Parry’s wife had been found dead at the bottom of a staircase, with a heavy glass ash-tray covered in his fingerprints lying beside the body. Parry himself believed her death was accidental, but nobody was willing to listen to his side of the story. He manages to break out of gaol, and runs across a strange young woman who seems to know an astonishing amount about his life, and who seems keen to help him. Parry needs all the help he can get, since he finds it difficult to make decisions and really has no idea of what to do next. While he’s trying to decide he finds himself the prime suspect in a second murder, and the plot thickens (as they say).
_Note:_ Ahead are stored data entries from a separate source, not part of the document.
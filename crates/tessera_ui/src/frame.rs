//! The per-frame pump.
//!
//! ```text
//! update ─► poll input ─► hover ─► click (+ drag session) ─► drag ─► keys ─► draw
//! ```
//!
//! One pass of each per frame; nothing is queued across frames.

use tracing::trace_span;

use crate::clip::Painter;
use crate::config::UiConfig;
use crate::focus::{DragEvent, KeyEvent, KeyPhase};
use crate::geometry::Vec2;
use crate::input::{InputSource, Key, MouseButton};
use crate::layout::{Container, Flow};
use crate::render::{Renderer, TextMetrics};
use crate::widget::{NodeId, UiTree};

/// The interface: a tree with one root container, driven once per frame.
#[derive(Debug)]
pub struct Ui {
    tree: UiTree,
    root: NodeId,
    frame: u64,
}

impl Ui {
    /// Creates an interface whose free-form root covers `screen`.
    pub fn new(config: UiConfig, screen: Vec2, metrics: impl TextMetrics + 'static) -> Self {
        let mut tree = UiTree::new(config, metrics);
        let root = Container::fixed(&mut tree, Vec2::ZERO, screen, Flow::Free);
        Self { tree, root, frame: 0 }
    }

    /// The root container.
    #[must_use]
    pub const fn root(&self) -> NodeId {
        self.root
    }

    /// The component tree.
    #[must_use]
    pub const fn tree(&self) -> &UiTree {
        &self.tree
    }

    /// Mutable access to the component tree.
    pub fn tree_mut(&mut self) -> &mut UiTree {
        &mut self.tree
    }

    /// Frames run so far.
    #[must_use]
    pub const fn frame(&self) -> u64 {
        self.frame
    }

    /// Runs one frame: update, route input, draw.
    pub fn run_frame(&mut self, input: &mut dyn InputSource, renderer: &mut dyn Renderer) {
        let span = trace_span!("frame", number = self.frame);
        let _enter = span.enter();

        self.tree.update(self.root);

        let key = input.poll_key();
        let pointer = input.pointer_position();
        self.tree.dispatch_hover(self.root, pointer);

        for button in MouseButton::ALL {
            if input.is_button_pressed(button) {
                self.tree.focus_mut().begin_drag(pointer, button);
                self.tree.dispatch_click(self.root, pointer, button);
            }
        }
        self.route_drag(input, pointer);
        self.route_keys(input, key);

        renderer.begin_frame();
        {
            let mut painter = Painter::new(renderer);
            self.tree.draw(self.root, &mut painter);
        }
        renderer.end_frame();

        self.frame += 1;
    }

    fn route_drag(&mut self, input: &dyn InputSource, pointer: Vec2) {
        let Some(session) = self.tree.focus().drag_session() else {
            return;
        };
        if !input.is_button_down(session.button) {
            self.tree.focus_mut().end_drag();
            return;
        }
        if let Some(holder) = self.tree.focus().drag_holder() {
            let event = DragEvent { origin: session.origin, delta: pointer - session.origin, button: session.button };
            self.tree.deliver_drag(holder, event);
        }
    }

    fn route_keys(&mut self, input: &dyn InputSource, key: Option<Key>) {
        let Some(holder) = self.tree.focus().keyboard() else {
            return;
        };
        let modifiers = input.modifiers();
        if let Some(tracked) = self.tree.focus().tracked_key() {
            let event = KeyEvent { key: tracked, modifiers };
            if input.is_key_down(tracked) {
                self.tree.deliver_key(holder, KeyPhase::Held, event);
            } else {
                self.tree.focus_mut().untrack();
                self.tree.deliver_key(holder, KeyPhase::Released, event);
            }
        }
        if let Some(key) = key {
            // The held/released hooks may have moved or dropped focus.
            if let Some(holder) = self.tree.focus().keyboard() {
                self.tree.focus_mut().track(key);
                self.tree.deliver_key(holder, KeyPhase::Pressed, KeyEvent { key, modifiers });
            }
        }
    }
}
While there’s a mystery at the heart of Dark Passage, a puzzle that needs to be solved, that mystery isn’t really the point of the book. In a sense it doesn’t matter who killed Vince’s wife, or if it was indeed an accident. Goodis is primarily interested in Vince’s struggles to escape the net that is closing around him, and also his struggles with himself over his extremely confused feelings for Irene (the woman who offers to help him). Trusting someone doesn’t come naturally to Parry, and he automatically assumes that he’s not worth it anyway so why should she ruin her life trying to help a loser like him?
It’s a gripping and emotionally involving story, and it’s a superbly written book. Goodis has a distinctive style, and it’s a style that becomes almost poetic at times. A number of writers from the hard-boiled or noir school of fiction are now accepted as being not just great crime writers but great writers, and on the strength of this novel Goodis deserves to take his place among them.